I stood on the threshold spellbound. It was just the smell that bound me, the good old smell of oil paints and turpentine and mediums and varnish and new canvas that you never by any chance put your nose into in any part of Asia. It carried me back twenty years to old haunts, old friends, old joys, ideals, theories. Ah, to be young and have a temperament! For I had one then—that instant in Armour’s veranda proved it to me forever.

‘No thanks,’ I said. ‘If you don’t mind I’ll just have the smell.’

The young fellow knew at once that I liked the smell. ‘Well, have a chair, anyhow,’ he said, and took one himself and sat down opposite me, letting his lean brown hands fall between his knees.

‘Do you mind,’ I said, ‘if for a minute I sit still and look round?’

He understood again.

‘I haven’t brought much,’ he said, ‘I left pretty near everything in Paris.’

‘You have brought a world.’ Then after a moment, ‘Did you do that?’ I asked, nodding towards a canvas tacked against the wall. It was the head of a half-veiled Arab woman turned away.

The picture was in the turning away, and the shadow the head-covering made over the cheek and lips.

‘Lord, no! That’s Dagnan Bouveret. I used to take my things to him, and one day he gave me that. You have an eye,’ he added, but without patronage. ‘It’s the best thing I’ve got.’

I felt the warmth of an old thrill.

‘Once upon a time,’ I said, ‘I was allowed to have an eye.’ The wine, untasted all those years, went to my head. ‘That’s a vigorous bit above,’ I continued.

‘Oh, well! It isn’t really up to much, you know. It’s Rosario’s. He photographs mostly, but he has a notion of colour.’

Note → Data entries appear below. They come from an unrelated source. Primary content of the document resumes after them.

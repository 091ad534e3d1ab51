//! # Bootstrap
//!
//! [`enter`] runs exactly once, with paging off, and leaves the kernel with
//! paging on and a [`KernelContext`]:
//!
//! 1. Find the memory limit and a bootstrap region above the kernel image.
//! 2. Build the initial mapping by hand inside that region.
//! 3. Enable paging.
//! 4. Put the kernel heap over its freshly mapped slice.
//! 5. Build the frame allocator, the paging area and the kernel address
//!    space on top of the bootstrap mapping, and reserve everything the
//!    frame allocator must never hand out.
//!
//! Any failure here is fatal; there is nothing to fall back to.

use crate::context::KernelContext;
use crate::initial_mapping::{InitialMapping, create_initial_mapping};
use crate::memory_map;
use kernel_alloc::{BlockMemoryManager, FreeListHeap, MemoryService, PageFrameAllocator, PagingAreaManager};
use kernel_info::boot::BootInfo;
use kernel_info::fault::KernelFault;
use kernel_info::memory::{
    BOOTSTRAP_REGION_SIZE, ENTRIES_PER_TABLE, INITIAL_PAGING_AREA_SIZE, KERNEL_HEAP_END, LOWER_MEMORY_END, PAGE_SIZE,
    PAGING_AREA_SIZE,
};
use kernel_memory_addresses::{PhysicalAddress, Size4K, VirtualAddress};
use kernel_sync::SyncOnceCell;
use kernel_vmem::{Mmu, PageEntry, PageTable, VirtualAddressSpace};

/// Bring up memory management.
///
/// The kernel heap is placed in `heap_slot`, which lets the kernel image use
/// the same heap as its global allocator.
///
/// # Panics
/// Fires [`KernelFault::OutOfMemory`] if there is no bootstrap region or the
/// initial mapping does not fit it, and [`KernelFault::IllegalState`] if
/// paging is already on or `heap_slot` is taken.
pub fn enter<'h, 'm: 'h, M: Mmu>(
    mmu: &'m M,
    boot: &BootInfo<'_>,
    heap_slot: &'h SyncOnceCell<FreeListHeap<'m, M>>,
) -> KernelContext<'h, M> {
    if mmu.paging_enabled() {
        KernelFault::IllegalState("bootstrap entered with paging enabled").fire();
    }

    let memory_end = memory_map::memory_end(boot.memory_map);
    let kernel_end = boot.kernel.end.align_up::<Size4K>();
    let Some(region) = kernel_end.and_then(|end| {
        memory_map::find_region(boot.memory_map, end.as_u64(), BOOTSTRAP_REGION_SIZE)
    }) else {
        KernelFault::OutOfMemory("no bootstrap region above the kernel image").fire();
    };
    log::info!("physical memory ends at {memory_end:#x}, bootstrap region at {region}");

    let mapping = match create_initial_mapping(mmu, boot.kernel, region) {
        Ok(mapping) => mapping,
        Err(e) => {
            log::error!("initial mapping failed: {e}");
            KernelFault::OutOfMemory("initial mapping does not fit the bootstrap region").fire();
        }
    };

    unsafe { enable_paging(mmu, &mapping) };
    log::info!("paging enabled");

    let heap = place_kernel_heap(mmu, &mapping, heap_slot);
    let kernel_space = kernel_address_space(mmu, &mapping, heap);
    let frames = frame_allocator(mmu, boot, &mapping, heap, memory_end);
    // The page-fault path may need an allocation table while the heap is locked.
    frames.reserve_spare_block();
    let paging_area = PagingAreaManager::new(
        mapping.layout.paging_window,
        PAGING_AREA_SIZE,
        INITIAL_PAGING_AREA_SIZE / PAGE_SIZE,
        mapping.used_pages,
    );

    let memory = MemoryService::new(mmu, frames, paging_area, kernel_space);
    let stats = memory.stats();
    log::info!(
        "memory management up: {} of {} KiB free, {} page tables pooled",
        stats.free_physical_memory / 1024,
        stats.total_physical_memory / 1024,
        stats.paging_pool_pages
    );

    KernelContext {
        memory,
        kernel_heap: heap,
        layout: mapping.layout,
        memory_end,
    }
}

/// Load the initial directory and turn paging on.
///
/// # Safety
/// `mapping` must identity map the running kernel.
pub unsafe fn enable_paging<M: Mmu>(mmu: &M, mapping: &InitialMapping) {
    unsafe {
        mmu.load_directory(mapping.directory.phys);
        mmu.enable_paging();
    }
}

/// Create the kernel heap over `[heap_start, KERNEL_HEAP_END)` in `slot`.
///
/// # Panics
/// Fires [`KernelFault::IllegalState`] if the slot already holds a heap.
pub fn place_kernel_heap<'h, 'm: 'h, M: Mmu>(
    mmu: &'m M,
    mapping: &InitialMapping,
    slot: &'h SyncOnceCell<FreeListHeap<'m, M>>,
) -> &'h FreeListHeap<'m, M> {
    let heap = FreeListHeap::new(
        mmu,
        mapping.layout.heap_start,
        VirtualAddress::new(KERNEL_HEAP_END),
    );
    match slot.set(heap) {
        Ok(heap) => heap,
        Err(_) => KernelFault::IllegalState("the kernel heap is already in place").fire(),
    }
}

/// Wrap the initial directory, with a shadow directory from the kernel heap.
///
/// # Panics
/// Fires [`KernelFault::OutOfMemory`] if the heap has no page for the shadow.
pub fn kernel_address_space<'h, M: Mmu>(
    mmu: &'h M,
    mapping: &InitialMapping,
    heap: &'h FreeListHeap<'h, M>,
) -> VirtualAddressSpace<'h, M, FreeListHeap<'h, M>> {
    let Some(shadow) = heap.allocate_block() else {
        KernelFault::OutOfMemory("no page for the kernel shadow directory").fire();
    };
    unsafe { mmu.zero_page(shadow) };

    let directory = unsafe { PageTable::at(mmu, mapping.directory.virt) };
    let shadow_table = unsafe { PageTable::at(mmu, shadow) };
    for i in 0..ENTRIES_PER_TABLE {
        let entry = directory.get(i);
        if !entry.present() {
            continue;
        }
        let Some(virt) = mapping.table_virt(entry.address().into()) else {
            KernelFault::PagingError("bootstrap page table outside of the paging area").fire();
        };
        shadow_table.set(i, PageEntry::with_address(virt.as_memory_address(), entry.flags()));
    }

    unsafe {
        VirtualAddressSpace::kernel(
            mmu,
            mapping.directory.phys,
            mapping.directory.virt,
            shadow,
            heap,
        )
    }
}

/// The frame allocator over `[0, memory_end)`, with its metadata on the
/// kernel heap and every frame in use or off limits marked.
pub fn frame_allocator<'h, M: Mmu>(
    mmu: &'h M,
    boot: &BootInfo<'_>,
    mapping: &InitialMapping,
    heap: &'h FreeListHeap<'h, M>,
    memory_end: u64,
) -> PageFrameAllocator<'h, M> {
    let Some(last) = memory_end
        .checked_sub(1)
        .and_then(|last| u32::try_from(last).ok())
    else {
        KernelFault::OutOfMemory("the memory map reports no memory").fire();
    };

    let metadata: &'h dyn BlockMemoryManager<Address = VirtualAddress> = heap;
    let frames = PageFrameAllocator::new(
        mmu,
        metadata,
        PhysicalAddress::new(0),
        PhysicalAddress::new(last),
        PAGE_SIZE,
        mapping.layout.kernel_end,
    );

    let reserve = |start: u64, end: u64| {
        // `end` is exclusive; everything at or past 4 GiB is unmanaged anyway.
        let (Ok(start), Some(last)) = (u32::try_from(start), end.checked_sub(1)) else {
            return;
        };
        let last = u32::try_from(last).unwrap_or(u32::MAX);
        if start <= last {
            log::debug!("reserving [{start:#010x}, {last:#010x}]");
            frames.set_memory(PhysicalAddress::new(start), PhysicalAddress::new(last), 0, true);
        }
    };

    reserve(0, u64::from(LOWER_MEMORY_END));
    reserve(boot.kernel.start.as_u64(), mapping.layout.kernel_end.as_u64());
    for entry in boot.memory_map.iter().filter(|e| !e.is_available()) {
        reserve(entry.address, entry.end().min(memory_end));
    }
    memory_map::for_each_hole(boot.memory_map, memory_end, reserve);

    // Frames behind the mapped slices stay referenced by their mappings.
    frames.set_memory(
        mapping.layout.region,
        mapping.layout.region + (BOOTSTRAP_REGION_SIZE - 1),
        1,
        false,
    );
    frames
}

‘Really?’ said I, thinking with regard to my eye that the sun of that atrocious country had put it out. ‘I expect I’ve lost it,’ I said aloud.

‘Your eye? Oh, you’ll easily get a fresh one. Do you go home for the exhibitions?’

‘I did once,’ I confessed. ‘My first leave. A kind of paralysis overtakes one here. Last time I went for the grouse.’

He glanced at me with his light clear eyes as if for the first time he encountered a difficulty.

‘It’s a magnificent country for painting,’ he said.

‘But not for pictures,’ I rejoined. He paid no attention, staring at the ground and twisting one end of his moustache.

‘The sun on those old marble tombs—broad sun and sand—’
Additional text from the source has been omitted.